[MATERIAL FOR THIS EXERCISE]
//! The installed extension directory.
//!
//! The host owns the canonical [`RecordMap`] and is its only writer. Every
//! mutation bumps a revision, persists the derived [`StoreState`], and
//! broadcasts the full snapshot on [`SYNC`]. Views replace their copy
//! wholesale and never write to it; a toggle from a view is a
//! [`SET_ENABLED`] message the host applies and re-broadcasts.

use parking_lot::{Mutex, RwLock};
use serde::{Deserialize, Serialize};
use std::sync::atomic::{AtomicU64, Ordering};
use std::sync::{Arc, OnceLock, Weak};
use std::time::Duration;
use tokio::sync::watch;

use super::DirectoryError;
use super::record::{DirectorySnapshot, InstalledExtensionRecord, RecordMap};
use crate::disposer::Disposer;
use crate::ipc::{ChannelError, Debounced, HostIpc, MessageChannel, RequestChannel, ViewIpc};
use crate::store::{ExtensionStore, StoreState, StoredExtension};

/// Host → views: the full record set after every mutation.
pub const SYNC: MessageChannel<DirectorySnapshot> =
    MessageChannel::new("extension-directory:sync");

/// View → host, once at startup.
pub const INITIAL_STATE: RequestChannel<(), DirectorySnapshot> =
    RequestChannel::new("extension-directory:initial-state");

/// View → host: user toggled an extension.
pub const SET_ENABLED: MessageChannel<SetEnabled> =
    MessageChannel::new("extension-directory:set-enabled");

#[derive(Debug, Clone, PartialEq, Eq, Serialize, Deserialize)]
#[serde(rename_all = "camelCase")]
pub struct SetEnabled {
    pub id: String,
    pub enabled: bool,
}

/// Read side shared by both directory flavors; what a coordinator consumes.
pub trait DirectorySource: Send + Sync {
    fn current(&self) -> Arc<RecordMap>;
    fn subscribe(&self) -> watch::Receiver<Arc<RecordMap>>;
}

// ---------------------------------------------------------------------------
// Host
// ---------------------------------------------------------------------------

pub struct HostDirectory {
    records: RwLock<RecordMap>,
    revision: AtomicU64,
    published: watch::Sender<Arc<RecordMap>>,
    store: Arc<dyn ExtensionStore>,
    stored: StoreState,
    saved_revision: Mutex<u64>,
    sync: OnceLock<Debounced<DirectorySnapshot>>,
}

impl HostDirectory {
    pub fn new(store: Arc<dyn ExtensionStore>) -> Arc<Self> {
        let stored = store.load();
        let (published, _) = watch::channel(Arc::new(RecordMap::new()));
        Arc::new(Self {
            records: RwLock::new(RecordMap::new()),
            revision: AtomicU64::new(0),
            published,
            store,
            stored,
            saved_revision: Mutex::new(0),
            sync: OnceLock::new(),
        })
    }

    pub fn get(&self, id: &str) -> Option<InstalledExtensionRecord> {
        self.records.read().get(id).cloned()
    }

    pub fn snapshot(&self) -> DirectorySnapshot {
        let records = self.records.read();
        DirectorySnapshot {
            revision: self.revision.load(Ordering::SeqCst),
            records: records.clone(),
        }
    }

    /// Persisted enabled flag for `id`, as loaded at startup. User extensions
    /// without a stored entry default to enabled.
    pub fn stored_enabled(&self, id: &str) -> bool {
        self.stored.extensions.get(id).is_none_or(|e| e.enabled)
    }

    /// Insert a record, replacing any existing record with the same id.
    pub fn add_record(&self, record: InstalledExtensionRecord) {
        tracing::debug!(extension = %record.id, version = %record.version(), "Adding extension record");
        self.mutate(|records| {
            records.insert(record.id.clone(), record);
        });
    }

    pub fn remove_record(&self, id: &str) -> Result<InstalledExtensionRecord, DirectoryError> {
        let mut removed = None;
        self.try_mutate(|records| match records.remove(id) {
            Some(record) => {
                removed = Some(record);
                Ok(())
            }
            None => Err(DirectoryError::UnknownExtension(id.to_string())),
        })?;
        tracing::info!(extension = %id, "Removed extension record");
        removed.ok_or_else(|| DirectoryError::UnknownExtension(id.to_string()))
    }

    pub fn set_enabled(&self, id: &str, enabled: bool) -> Result<(), DirectoryError> {
        self.try_mutate(|records| {
            let record = records
                .get_mut(id)
                .ok_or_else(|| DirectoryError::UnknownExtension(id.to_string()))?;
            if record.is_bundled {
                return Err(DirectoryError::ImmutableBundledState(id.to_string()));
            }
            if record.is_enabled != enabled {
                record.is_enabled = enabled;
                record.enable_generation += 1;
            }
            Ok(())
        })?;
        tracing::info!(extension = %id, enabled, "Extension enabled state changed");
        Ok(())
    }

    /// Replace the user (non-bundled) records with a fresh discovery pass.
    ///
    /// Records already present keep their current enabled flag; new ones are
    /// seeded from the persisted store. Records no longer discovered are
    /// removed. Publishes once, and only if something changed.
    pub fn sync_user_records(&self, discovered: Vec<InstalledExtensionRecord>) -> bool {
        let changed = self
            .try_mutate(|records| {
                let mut next: RecordMap = records
                    .iter()
                    .filter(|(_, r)| r.is_bundled)
                    .map(|(id, r)| (id.clone(), r.clone()))
                    .collect();
                for mut record in discovered {
                    if record.is_bundled {
                        continue;
                    }
                    match records.get(&record.id) {
                        Some(existing) => {
                            record.is_enabled = existing.is_enabled;
                            record.enable_generation = existing.enable_generation;
                        }
                        None => record.is_enabled = self.stored_enabled(&record.id),
                    }
                    next.insert(record.id.clone(), record);
                }
                if next == *records {
                    return Err(());
                }
                *records = next;
                Ok(())
            })
            .is_ok();
        if changed {
            tracing::info!("User extension records re-synced");
        }
        changed
    }

    /// Serve views: initial state requests, toggles, and the debounced sync
    /// broadcast. Returns disposers for the handler and listener.
    pub fn serve(self: &Arc<Self>, host: &HostIpc, debounce: Duration) -> Result<Vec<Disposer>, ChannelError> {
        let weak: Weak<Self> = Arc::downgrade(self);
        let initial_state = host.handle(&INITIAL_STATE, move |()| {
            let snapshot = weak.upgrade().map(|d| d.snapshot());
            async move { snapshot.ok_or_else(|| anyhow::anyhow!("extension directory is gone")) }
        })?;

        let weak: Weak<Self> = Arc::downgrade(self);
        let toggles = host.listen(&SET_ENABLED, move |request: SetEnabled| {
            let Some(directory) = weak.upgrade() else {
                return;
            };
            if let Err(e) = directory.set_enabled(&request.id, request.enabled) {
                tracing::warn!(extension = %request.id, error = %e, "Rejected enable toggle from view");
            }
        });

        let broadcaster = host.clone();
        let sync = Debounced::new(debounce, move |snapshot: DirectorySnapshot| {
            broadcaster.broadcast(&SYNC, &snapshot);
        });
        if self.sync.set(sync).is_err() {
            tracing::warn!("Extension directory is already being served; keeping the first broadcaster");
        }
        self.broadcast_current();

        Ok(vec![initial_state, toggles])
    }

    /// Push any sync broadcast still waiting for its trailing edge.
    pub fn flush_sync(&self) {
        if let Some(sync) = self.sync.get() {
            sync.flush();
        }
    }

    fn broadcast_current(&self) {
        if let Some(sync) = self.sync.get() {
            sync.call(self.snapshot());
        }
    }

    fn mutate(&self, f: impl FnOnce(&mut RecordMap)) {
        let applied: Result<(), std::convert::Infallible> = self.try_mutate(|records| {
            f(records);
            Ok(())
        });
        let Ok(()) = applied;
    }

    /// Apply `f` under the write lock. On success: bump the revision and
    /// publish to local subscribers, then (lock released) persist and
    /// schedule the view broadcast.
    fn try_mutate<E>(&self, f: impl FnOnce(&mut RecordMap) -> Result<(), E>) -> Result<(), E> {
        let (revision, state) = {
            let mut records = self.records.write();
            f(&mut records)?;
            let revision = self.revision.fetch_add(1, Ordering::SeqCst) + 1;
            self.published.send_replace(Arc::new(records.clone()));
            (revision, Self::store_state(&records))
        };
        self.persist(revision, &state);
        self.broadcast_current();
        Ok(())
    }

    fn persist(&self, revision: u64, state: &StoreState) {
        let mut saved = self.saved_revision.lock();
        // A concurrent mutation may already have written a newer state
        if revision <= *saved {
            return;
        }
        match self.store.save(state) {
            Ok(()) => *saved = revision,
            Err(e) => tracing::error!(revision, error = %e, "Failed to persist extension store state"),
        }
    }

    fn store_state(records: &RecordMap) -> StoreState {
        StoreState {
            extensions: records
                .values()
                .filter(|r| !r.is_bundled)
                .map(|r| {
                    (
                        r.id.clone(),
                        StoredExtension {
                            enabled: r.is_enabled,
                            name: r.name().to_string(),
                        },
                    )
                })
                .collect(),
        }
    }
}

impl DirectorySource for HostDirectory {
    fn current(&self) -> Arc<RecordMap> {
        self.published.borrow().clone()
    }

    fn subscribe(&self) -> watch::Receiver<Arc<RecordMap>> {
        self.published.subscribe()
    }
}

// ---------------------------------------------------------------------------
// View
// ---------------------------------------------------------------------------

/// Read-only mirror of the host directory inside a view process.
pub struct ViewDirectory {
    ipc: ViewIpc,
    revision: Mutex<u64>,
    published: watch::Sender<Arc<RecordMap>>,
    listener: Mutex<Option<Disposer>>,
}

impl ViewDirectory {
    /// Subscribe to sync broadcasts, then fetch the current snapshot. The
    /// listener goes first so no broadcast sent in between is missed.
    pub async fn connect(ipc: ViewIpc) -> Result<Arc<Self>, ChannelError> {
        let (published, _) = watch::channel(Arc::new(RecordMap::new()));
        let directory = Arc::new(Self {
            ipc: ipc.clone(),
            revision: Mutex::new(0),
            published,
            listener: Mutex::new(None),
        });

        let weak: Weak<Self> = Arc::downgrade(&directory);
        let listener = ipc.listen(&SYNC, move |snapshot: DirectorySnapshot| {
            if let Some(directory) = weak.upgrade() {
                directory.apply(snapshot);
            }
        });
        *directory.listener.lock() = Some(listener);

        let initial = ipc.request(&INITIAL_STATE, &()).await?;
        directory.apply(initial);
        Ok(directory)
    }

    pub fn get(&self, id: &str) -> Option<InstalledExtensionRecord> {
        self.published.borrow().get(id).cloned()
    }

    pub fn revision(&self) -> u64 {
        *self.revision.lock()
    }

    /// Ask the host to change an extension's enabled flag. The local copy
    /// changes only once the host's broadcast arrives.
    pub fn request_set_enabled(&self, id: &str, enabled: bool) -> Result<(), ChannelError> {
        self.ipc.send(
            &SET_ENABLED,
            &SetEnabled {
                id: id.to_string(),
                enabled,
            },
        )
    }

    fn apply(&self, snapshot: DirectorySnapshot) {
        let mut revision = self.revision.lock();
        if snapshot.revision < *revision {
            tracing::debug!(
                received = snapshot.revision,
                current = *revision,
                "Ignoring stale directory snapshot"
            );
            return;
        }
        *revision = snapshot.revision;
        self.published.send_replace(Arc::new(snapshot.records));
    }
}

impl DirectorySource for ViewDirectory {
    fn current(&self) -> Arc<RecordMap> {
        self.published.borrow().clone()
    }

    fn subscribe(&self) -> watch::Receiver<Arc<RecordMap>> {
        self.published.subscribe()
    }
}

impl Drop for ViewDirectory {
    fn drop(&mut self) {
        if let Some(listener) = self.listener.lock().take() {
            let _ = listener.dispose();
        }
    }
}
[/MATERIAL FOR THIS EXERCISE]
> _PROBLEM_: State, with no accompanying text, how many lines of the material contain the string "tracing".

> _ANSWER BOX_: 8